The survey in this study was designed to assess modes of communication used by anesthesiologists in the OR/ICU as well as instances of communication delays and medical errors resulting from the delays. “Content validity” describes the ability of a survey to measure the outcomes of interest, in this case the incidence of observed EMI with medical equipment in the perioperative setting and the incidence of clinical errors associated with various methods of communication. Based on extensive discussion within the EMIT committee and consultation with other anesthesiologists and clinical engineering experts, the survey adequately covers the domain of the construct being measured and has appropriate content validity for this study.

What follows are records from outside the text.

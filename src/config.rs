//! Runtime configuration
//!
//! ## Environment Variables
//! - `TOKENSIGN_PKCS11_MODULE`: path of the PKCS#11 module to load
//!
//! An explicit value (the CLI's `--module`) wins over the environment, which
//! wins over the platform default. Values are trimmed and an empty value is
//! treated as unset.

use std::env;
use std::path::PathBuf;

pub const MODULE_ENV: &str = "TOKENSIGN_PKCS11_MODULE";

/// SafeNet eToken library
#[cfg(windows)]
pub const DEFAULT_MODULE: &str = r"C:\Windows\System32\eTPKCS11.dll";
#[cfg(not(windows))]
pub const DEFAULT_MODULE: &str = "/usr/lib/libeTPkcs11.so";

/// Trimmed env var, `None` when unset or blank.
fn env_trim(name: &str) -> Option<String> {
    non_empty(env::var(name).ok())
}

fn non_empty(value: Option<String>) -> Option<String> {
    value
        .map(|v| v.trim().to_string())
        .filter(|v| !v.is_empty())
}

#[derive(Debug, Clone, PartialEq, Eq)]
pub struct Config {
    /// PKCS#11 shared library
    pub module_path: PathBuf,
}

impl Config {
    /// Resolve with an optional explicit module path
    pub fn resolve(explicit: Option<&str>) -> Self {
        Self::resolve_from(explicit.map(str::to_string), env_trim(MODULE_ENV))
    }

    /// Environment or platform default
    pub fn from_env() -> Self {
        Self::resolve(None)
    }

    fn resolve_from(explicit: Option<String>, from_env: Option<String>) -> Self {
        let module_path = non_empty(explicit)
            .or_else(|| non_empty(from_env))
            .unwrap_or_else(|| DEFAULT_MODULE.to_string());
        Self {
            module_path: PathBuf::from(module_path),
        }
    }
}

impl Default for Config {
    fn default() -> Self {
        Self::resolve_from(None, None)
    }
}
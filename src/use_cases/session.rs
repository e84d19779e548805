//! Session helpers shared by the use cases

use std::ops::{Deref, DerefMut};

use tracing::{debug, warn};

use crate::error::{TokenError, TokenSignResult};
use crate::model::{ObjectQuery, Pin, SlotId};
use crate::ports::{TokenRuntime, TokenSession};

/// Look the slot up again in the live slot list
///
/// A `TokenHandle` may be stale by the time it is used, so every operation
/// re-checks that the token is still present.
pub(crate) fn locate_slot<R: TokenRuntime>(runtime: &R, slot: SlotId) -> TokenSignResult<SlotId> {
    if runtime.slots_with_token()?.contains(&slot) {
        Ok(slot)
    } else {
        Err(TokenError::NotFound { slot_id: slot }.into())
    }
}

/// First object matching `query`, warning when there were more
pub(crate) fn first_object<S: TokenSession>(
    session: &mut S,
    query: &ObjectQuery,
) -> TokenSignResult<Option<S::Object>> {
    let objects = session.find_objects(query)?;
    if objects.len() > 1 {
        warn!(
            "Found {} {:?} objects, using the first and ignoring {}",
            objects.len(),
            query.class,
            objects.len() - 1
        );
    }
    Ok(objects.into_iter().next())
}

/// A logged-in session that logs out when dropped
///
/// Field drop order closes the session right after the logout.
pub(crate) struct AuthenticatedSession<S: TokenSession> {
    session: S,
    slot: SlotId,
}

impl<S: TokenSession> AuthenticatedSession<S> {
    /// Log in with the user PIN; on failure the session is closed
    pub(crate) fn login(mut session: S, slot: SlotId, pin: &Pin) -> TokenSignResult<Self> {
        session.login(pin)?;
        debug!("Logged in to slot {}", slot);
        Ok(Self { session, slot })
    }
}

impl<S: TokenSession> Deref for AuthenticatedSession<S> {
    type Target = S;

    fn deref(&self) -> &S {
        &self.session
    }
}

impl<S: TokenSession> DerefMut for AuthenticatedSession<S> {
    fn deref_mut(&mut self) -> &mut S {
        &mut self.session
    }
}

impl<S: TokenSession> Drop for AuthenticatedSession<S> {
    fn drop(&mut self) {
        match self.session.logout() {
            Ok(()) => debug!("Logged out of slot {}", self.slot),
            Err(e) => warn!("Logout from slot {} failed: {}", self.slot, e),
        }
    }
}
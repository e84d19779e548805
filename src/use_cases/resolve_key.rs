//! Key resolver: which algorithm family the token's signing key belongs to

use tracing::{debug, warn};

use crate::error::{KeyError, TokenSignResult};
use crate::model::{KeyFamily, ObjectQuery, SessionMode, SlotId};
use crate::ports::{RuntimeLoader, TokenRuntime, TokenSession};

use super::session::{first_object, locate_slot};

fn lookup_key_family<R: TokenRuntime>(runtime: &R, slot: SlotId) -> TokenSignResult<KeyFamily> {
    let mut session = runtime.open_session(slot, SessionMode::ReadOnly)?;
    let key = first_object(&mut session, &ObjectQuery::signing_private_key())?
        .ok_or(KeyError::NoSigningKey)?;
    session.key_family(key)
}

/// Best-effort family of the first signing key on an already located slot
///
/// Falls back to [`KeyFamily::fallback`] (RSA) when no key is visible or the
/// lookup fails. The result is a guess in that case, not a verified fact.
pub(crate) fn key_family_on<R: TokenRuntime>(runtime: &R, slot: SlotId) -> KeyFamily {
    match lookup_key_family(runtime, slot) {
        Ok(family) => {
            debug!("Slot {} holds a {} signing key", slot, family);
            family
        }
        Err(e) => {
            let fallback = KeyFamily::fallback();
            warn!(
                "Could not resolve key type on slot {} ({}), assuming {}",
                slot, e, fallback
            );
            fallback
        }
    }
}

/// Resolve the key family of the token in `slot`
///
/// Uses a short read-only session without login. The first signing-capable
/// private key wins.
///
/// # Errors
///
/// Fails only when the runtime cannot be loaded or the token is gone. Key
/// lookup problems degrade to the RSA fallback.
pub fn resolve_key_family<L: RuntimeLoader>(loader: &L, slot: SlotId) -> TokenSignResult<KeyFamily> {
    let runtime = loader.load()?;
    let slot = locate_slot(&runtime, slot)?;
    Ok(key_family_on(&runtime, slot))
}
//! File signing with `.sig` sidecars

use std::fs;
use std::io::Write;
use std::path::{Path, PathBuf};

use tempfile::NamedTempFile;
use tracing::info;

use crate::error::{TokenSignError, TokenSignResult};
use crate::model::{MechanismId, Pin, SignatureArtifact, SlotId};
use crate::ports::RuntimeLoader;

use super::{sign, verify};

/// Sign the file at `path` and write the signature to `<path>.sig`
///
/// The sidecar is only written once the token produced a signature. The bytes
/// go to a temporary file next to it which is then renamed into place, so a
/// failed write leaves neither a truncated `.sig` nor a clobbered old one.
/// Returns the sidecar path.
pub fn sign_file<L: RuntimeLoader>(
    loader: &L,
    slot: SlotId,
    mechanism: MechanismId,
    pin: &Pin,
    path: &Path,
) -> TokenSignResult<PathBuf> {
    let payload = fs::read(path).map_err(|e| TokenSignError::io(path, e))?;
    let signature = sign(loader, slot, mechanism, pin, &payload)?;

    let sidecar = SignatureArtifact::sidecar_path(path);
    write_atomically(&sidecar, signature.as_bytes())?;

    info!("Signature saved to {}", sidecar.display());
    Ok(sidecar)
}

fn write_atomically(target: &Path, bytes: &[u8]) -> TokenSignResult<()> {
    let dir = match target.parent() {
        Some(parent) if !parent.as_os_str().is_empty() => parent,
        _ => Path::new("."),
    };
    let io_err = |e| TokenSignError::io(target, e);

    let mut staged = NamedTempFile::new_in(dir).map_err(io_err)?;
    staged.write_all(bytes).map_err(io_err)?;
    staged.as_file().sync_all().map_err(io_err)?;
    // On failure the temporary file is removed when the error is dropped
    staged.persist(target).map_err(|e| io_err(e.error))?;
    Ok(())
}

/// Verify a `.sig` sidecar against the file it sits next to
///
/// The original is found by stripping the suffix (any case).
pub fn verify_file<L: RuntimeLoader>(
    loader: &L,
    slot: SlotId,
    mechanism: MechanismId,
    signature_path: &Path,
) -> TokenSignResult<bool> {
    let original = SignatureArtifact::original_path(signature_path)?;

    let signature = fs::read(signature_path).map_err(|e| TokenSignError::io(signature_path, e))?;
    let payload = fs::read(&original).map_err(|e| TokenSignError::io(&original, e))?;

    verify(loader, slot, mechanism, &payload, &signature)
}
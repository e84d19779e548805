use super::TokenRuntime;
use crate::error::TokenSignResult;

/// Capability to load and initialize a token runtime
///
/// Every public operation loads a fresh runtime and drops it when done.
pub trait RuntimeLoader {
    type Runtime: TokenRuntime;

    /// # Errors
    ///
    /// Returns `RuntimeError::Unavailable` if the module cannot be loaded
    /// or initialized
    fn load(&self) -> TokenSignResult<Self::Runtime>;
}
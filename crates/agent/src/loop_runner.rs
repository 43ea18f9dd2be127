//! The agent loop: alternate model steps and tool batches until the model
//! answers without tools, a limit is hit, or the run is cancelled.

use crate::calls::{SalvagedCall, dedupe_call_ids, placeholder_call, salvage_calls};
use crate::context::ContextBuilder;
use crate::outcome::{AgentRunPayload, RunOutcome, StepResponse, StopReason, TracedToolCall};
use crate::recorder::RunRecorder;
use crate::stream_event::{self, RunObserver, StepSummary};
use serde_json::{Value, json};
use std::collections::BTreeMap;
use std::sync::Arc;
use taskloop_config::{AgentSettings, DEFAULT_MAX_CONSECUTIVE_TOOL_ERRORS, DEFAULT_SYSTEM_PROMPT};
use taskloop_core::error::{ConversationError, ErrorCode, ErrorPayload, GatewayError};
use taskloop_core::event::{EventSink, TracingSink, names, preview};
use taskloop_core::message::{Conversation, Message};
use taskloop_core::provider::{LlmError, LlmGateway, LlmResponse, ToolValidationError};
use taskloop_core::reasoning;
use taskloop_core::tool::{ToolCall, ToolGateway, ToolResult};
use tokio_util::sync::CancellationToken;
use tracing::{debug, info, warn};

/// Hard limits of one run. `None` disables a limit.
#[derive(Debug, Clone, Copy, PartialEq, Eq)]
pub struct LoopLimits {
    pub max_thought_steps: Option<usize>,
    pub max_consecutive_tool_errors: Option<usize>,
}

impl Default for LoopLimits {
    fn default() -> Self {
        Self {
            max_thought_steps: None,
            max_consecutive_tool_errors: Some(DEFAULT_MAX_CONSECUTIVE_TOOL_ERRORS),
        }
    }
}

impl LoopLimits {
    pub fn from_settings(settings: &AgentSettings) -> Self {
        Self {
            max_thought_steps: settings.thought_step_limit(),
            max_consecutive_tool_errors: settings.consecutive_tool_error_limit(),
        }
    }
}

/// Why the loop stopped before producing a payload.
enum Halt {
    Cancelled,
    Broken(ConversationError),
}

impl From<ConversationError> for Halt {
    fn from(err: ConversationError) -> Self {
        Self::Broken(err)
    }
}

enum StepResult {
    Finished(AgentRunPayload),
    Aborted(AgentRunPayload),
    /// A tool batch ran; carries the error that stopped it, if any.
    Batch(Option<ErrorPayload>),
}

/// Drives one run over an exclusively owned [`Conversation`].
pub struct AgentLoopRunner {
    llm: Arc<dyn LlmGateway>,
    tools: Arc<dyn ToolGateway>,
    events: Arc<dyn EventSink>,
    observer: Option<Arc<dyn RunObserver>>,
    context: ContextBuilder,
    cancellation: CancellationToken,
    limits: LoopLimits,
    conversation: Conversation,
    recorder: RunRecorder,
    step: usize,
    consecutive_tool_errors: usize,
    last_response: Option<LlmResponse>,
}
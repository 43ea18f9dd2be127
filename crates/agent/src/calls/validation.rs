//! Tool name and argument validation against JSON schemas.
//!
//! Schemas are compiled once when the registry is built. Validation messages
//! are meant for the model: they name the tool, the offending argument path
//! and the reason, so the model can correct itself on the next step.

use serde_json::{Map, Value};
use std::collections::BTreeMap;
use thiserror::Error;
use tracing::warn;

/// A requested tool call that does not pass validation.
#[derive(Debug, Clone, PartialEq, Eq, Error)]
pub enum ValidationFailure {
    #[error("Unknown tool: {name}. Available tools: {}", known.join(", "))]
    UnknownTool { name: String, known: Vec<String> },

    #[error("{message}")]
    SchemaViolation { tool: String, message: String },
}

struct CompiledSchema {
    raw: Value,
    validator: jsonschema::Validator,
}

/// Parameter schemas by tool name.
#[derive(Default)]
pub struct SchemaRegistry {
    schemas: BTreeMap<String, CompiledSchema>,
}

impl SchemaRegistry {
    pub fn new() -> Self {
        Self::default()
    }

    /// Compile every schema. A schema that does not compile is skipped
    /// with a warning, leaving that tool unknown.
    pub fn from_schemas(schemas: BTreeMap<String, Value>) -> Self {
        let mut registry = Self::new();
        for (name, schema) in schemas {
            if let Err(reason) = registry.insert(name.clone(), schema) {
                warn!(tool = %name, %reason, "Skipping tool with invalid parameter schema");
            }
        }
        registry
    }

    /// Add or replace one tool schema.
    pub fn insert(&mut self, name: impl Into<String>, schema: Value) -> Result<(), String> {
        let validator = jsonschema::validator_for(&schema).map_err(|e| e.to_string())?;
        self.schemas.insert(
            name.into(),
            CompiledSchema {
                raw: schema,
                validator,
            },
        );
        Ok(())
    }

    pub fn is_empty(&self) -> bool {
        self.schemas.is_empty()
    }

    pub fn contains(&self, name: &str) -> bool {
        self.schemas.contains_key(name)
    }

    /// Known tool names, sorted.
    pub fn names(&self) -> Vec<String> {
        self.schemas.keys().cloned().collect()
    }

    /// Check a tool call, returning the arguments unchanged when valid.
    pub fn validate(
        &self,
        name: &str,
        arguments: Map<String, Value>,
    ) -> Result<Map<String, Value>, ValidationFailure> {
        let Some(compiled) = self.schemas.get(name) else {
            return Err(ValidationFailure::UnknownTool {
                name: name.to_string(),
                known: self.names(),
            });
        };

        let instance = Value::Object(arguments);
        let mut problems: Vec<String> = Vec::new();
        for error in compiled.validator.iter_errors(&instance) {
            let instance_path = error.instance_path.to_string();
            let schema_path = error.schema_path.to_string();
            collect_problems(
                &compiled.raw,
                &instance,
                &instance_path,
                &schema_path,
                error.to_string(),
                "",
                &mut problems,
            );
        }

        if problems.is_empty() {
            match instance {
                Value::Object(arguments) => Ok(arguments),
                _ => Ok(Map::new()),
            }
        } else {
            Err(ValidationFailure::SchemaViolation {
                tool: name.to_string(),
                message: format!("Invalid arguments for {name}: {}", problems.join("; ")),
            })
        }
    }
}

/// Record one error. `oneOf`/`anyOf` failures say little on their own, so
/// they are replaced by the errors of each alternative.
fn collect_problems(
    schema: &Value,
    instance: &Value,
    instance_path: &str,
    schema_path: &str,
    reason: String,
    prefix: &str,
    out: &mut Vec<String>,
) {
    let full_path = format!("{prefix}{instance_path}");
    let before = out.len();
    if schema_path.ends_with("/oneOf") || schema_path.ends_with("/anyOf") {
        if let (Some(Value::Array(alternatives)), Some(fragment)) =
            (schema.pointer(schema_path), instance.pointer(instance_path))
        {
            for alternative in alternatives {
                let Ok(validator) = jsonschema::validator_for(alternative) else {
                    continue;
                };
                for error in validator.iter_errors(fragment) {
                    collect_problems(
                        alternative,
                        fragment,
                        &error.instance_path.to_string(),
                        &error.schema_path.to_string(),
                        error.to_string(),
                        &full_path,
                        out,
                    );
                }
            }
        }
    }
    if out.len() == before {
        push_unique(out, format!("{}: {reason}", render_path(&full_path)));
    }
}

fn push_unique(out: &mut Vec<String>, problem: String) {
    if !out.contains(&problem) {
        out.push(problem);
    }
}

/// `/labels/0` renders as `labels.0`; the empty pointer as `<root>`.
fn render_path(pointer: &str) -> String {
    if pointer.is_empty() {
        return "<root>".into();
    }
    pointer
        .trim_start_matches('/')
        .split('/')
        .map(|seg| seg.replace("~1", "/").replace("~0", "~"))
        .collect::<Vec<_>>()
        .join(".")
}
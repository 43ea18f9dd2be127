//! Run results: the payload every run resolves to, and the outcome enum the
//! loop runner returns.

use serde::{Deserialize, Serialize};
use serde_json::Value;
use std::collections::BTreeMap;
use taskloop_core::error::ErrorPayload;
use taskloop_core::message::Message;
use taskloop_core::reasoning::ReasoningSegment;
use taskloop_core::tool::ToolResult;

/// Why a run stopped before the model finished.
#[derive(Debug, Clone, Copy, PartialEq, Eq, Serialize, Deserialize)]
#[serde(tag = "type")]
pub enum StopReason {
    #[serde(rename = "max-steps")]
    MaxSteps {
        count: usize,
        max_thought_steps: usize,
    },

    #[serde(rename = "consecutive_tool_errors")]
    ConsecutiveToolErrors {
        count: usize,
        max_consecutive_tool_errors: usize,
    },
}

#[derive(Debug, Clone, Copy, PartialEq, Eq, Serialize, Deserialize)]
#[serde(rename_all = "lowercase")]
pub enum RunStatus {
    Succeeded,
    Failed,
}

/// A tool call as the model requested it, in trace form.
#[derive(Debug, Clone, PartialEq, Serialize, Deserialize)]
pub struct TracedToolCall {
    pub id: String,
    pub name: String,
    /// The decoded mapping, or the raw text when it never decoded
    pub arguments: Value,
}

/// The model's side of one step.
#[derive(Debug, Clone, Default, PartialEq, Serialize, Deserialize)]
pub struct StepResponse {
    pub content: String,
    #[serde(default)]
    pub tool_calls: Vec<TracedToolCall>,
    #[serde(default)]
    pub reasoning: Vec<ReasoningSegment>,
}

#[derive(Debug, Clone, Serialize, Deserialize)]
pub struct LlmStepRecord {
    pub step: usize,
    pub request_messages: Vec<Message>,
    pub response: StepResponse,
}

#[derive(Debug, Clone, Serialize, Deserialize)]
pub struct LlmRequestRecord {
    pub step: usize,
    pub messages: Vec<Message>,
}

/// Replay data attached to a run result.
#[derive(Debug, Clone, Default, Serialize, Deserialize)]
pub struct RunDiagnostic {
    #[serde(default)]
    pub llm_requests: Vec<LlmRequestRecord>,
    #[serde(default)]
    pub llm_steps: Vec<LlmStepRecord>,
    #[serde(default, skip_serializing_if = "Option::is_none")]
    pub stop_reason: Option<StopReason>,
    #[serde(default, skip_serializing_if = "Option::is_none")]
    pub tool_schemas: Option<BTreeMap<String, Value>>,
    #[serde(default, skip_serializing_if = "Option::is_none")]
    pub error: Option<ErrorPayload>,
}

impl RunDiagnostic {
    pub fn is_empty(&self) -> bool {
        self.llm_requests.is_empty()
            && self.llm_steps.is_empty()
            && self.stop_reason.is_none()
            && self.tool_schemas.is_none()
            && self.error.is_none()
    }
}

/// The single result shape of a finished (not cancelled) run.
///
/// `ok` is `false` exactly when the run was aborted.
#[derive(Debug, Clone, Serialize, Deserialize)]
pub struct AgentRunPayload {
    pub ok: bool,
    pub status: RunStatus,
    #[serde(default)]
    pub error: Option<ErrorPayload>,
    #[serde(default)]
    pub result: Option<String>,
    #[serde(default)]
    pub tool_results: Vec<ToolResult>,
    #[serde(default)]
    pub reasoning: Vec<ReasoningSegment>,
    #[serde(default, skip_serializing_if = "Option::is_none")]
    pub agent_stop_reason: Option<StopReason>,
    #[serde(default, skip_serializing_if = "Option::is_none")]
    pub diagnostic: Option<RunDiagnostic>,
}

impl AgentRunPayload {
    /// A failed payload for an error that happened outside the loop proper.
    pub fn failure(message: impl Into<String>, error: ErrorPayload) -> Self {
        let message = message.into();
        Self {
            ok: false,
            status: RunStatus::Failed,
            error: Some(error.clone()),
            result: (!message.trim().is_empty()).then(|| message.trim().to_string()),
            tool_results: Vec::new(),
            reasoning: Vec::new(),
            agent_stop_reason: None,
            diagnostic: Some(RunDiagnostic {
                error: Some(error),
                ..RunDiagnostic::default()
            }),
        }
    }

    /// The final text, empty when the run produced none.
    pub fn result_text(&self) -> &str {
        self.result.as_deref().unwrap_or_default()
    }

    pub fn to_value(&self) -> Value {
        serde_json::to_value(self).unwrap_or(Value::Null)
    }
}

/// How the loop runner finished.
#[derive(Debug, Clone)]
pub enum RunOutcome {
    /// The model answered without requesting tools.
    Succeeded(AgentRunPayload),
    /// A limit was hit or an unrecoverable error occurred.
    Aborted(AgentRunPayload),
    /// The cancellation token fired.
    Cancelled,
}

impl RunOutcome {
    pub fn payload(&self) -> Option<&AgentRunPayload> {
        match self {
            Self::Succeeded(payload) | Self::Aborted(payload) => Some(payload),
            Self::Cancelled => None,
        }
    }

    pub fn into_payload(self) -> Option<AgentRunPayload> {
        match self {
            Self::Succeeded(payload) | Self::Aborted(payload) => Some(payload),
            Self::Cancelled => None,
        }
    }

    pub fn stop_reason(&self) -> Option<StopReason> {
        self.payload().and_then(|p| p.agent_stop_reason)
    }
}
//! Request context assembly.
//!
//! Every model step sends one leading system message followed by the
//! newest slice of the conversation that fits the token budget.

pub mod builder;
pub mod snapshot;
pub mod token;

pub use builder::{BuiltContext, CONTEXT_SNAPSHOT_PREFIX, ContextBuilder, TrimReport, is_context_snapshot};
pub use snapshot::enrich_snapshots;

Another potential weakness of the survey instrument is the possibility that members of the survey population did not understand the questions. Test-retest reliability reflects the ability of a survey to consistently measure the outcomes of interest over repeated measurements (assuming there is no substantial change in the construct being measured over the testing interval). Test-retest reliability was assessed using unweighted Cohen’s Kappa statistic with 95% confidence intervals (5). Skewed binomially-distributed data can sometimes lead to erroneously low values of Kappa (3,6). Accordingly, the percentage agreement was also calculated as the proportion of concordant ratings over the total number of ratings. The Kappa and proportion of concordant ratings indicate that this survey instrument has excellent test-retest reliability. In this study, the test-retest reliability assessment did not evaluate inter-subject reproducibility of the definitions of medical error, injury, and EMI.
Finally, there is the possibility that selection bias affected the results of the survey. The survey was distributed to all attendees of the 2003 ASA annual meeting, the largest annual meeting of anesthesiologists in the United States. The very large sample size makes it very unlikely that the sample could not be generalized to reflect the larger population of anesthesiologists practicing in the United States. Attendees were asked to complete the survey as part of the registration process, ensuring a high response rate. This also minimizes the possibility of bias and supports the validity of the survey method. It is, therefore, unlikely that selection bias is a significant confounder of the survey results.
Although the results suggest that the use of mobile telephones decreases the incidence of errors, this benefit must be weighed against the potential risk of interference with life-support devices such as ventilators, IV infusion pumps, and monitoring equipment. The reported prevalence of interference is 2.4%, which is much less than the risk of observed medical error or injury resulting from a delay in communication (14.9%), and there were no life-threatening events reported. These data represent a reported prevalence and are subject to recall bias, and the survey does not quantify the level of interference or the magnitude of the medical error. This finding does, however, agree with most published studies, in which disruption of a medical device was reversible and occurred only when the handset was operated within several centimeters of poorly shielded areas (e.g., unconnected data ports). It is also supported by studies that have investigated the impact of wireless communications devices with this equipment. An obvious follow-up study would be to conduct a prospective cohort study of the incidence of medical errors and cellular telephone interference in two similar practice environments in which either mobile telephones or pagers are used.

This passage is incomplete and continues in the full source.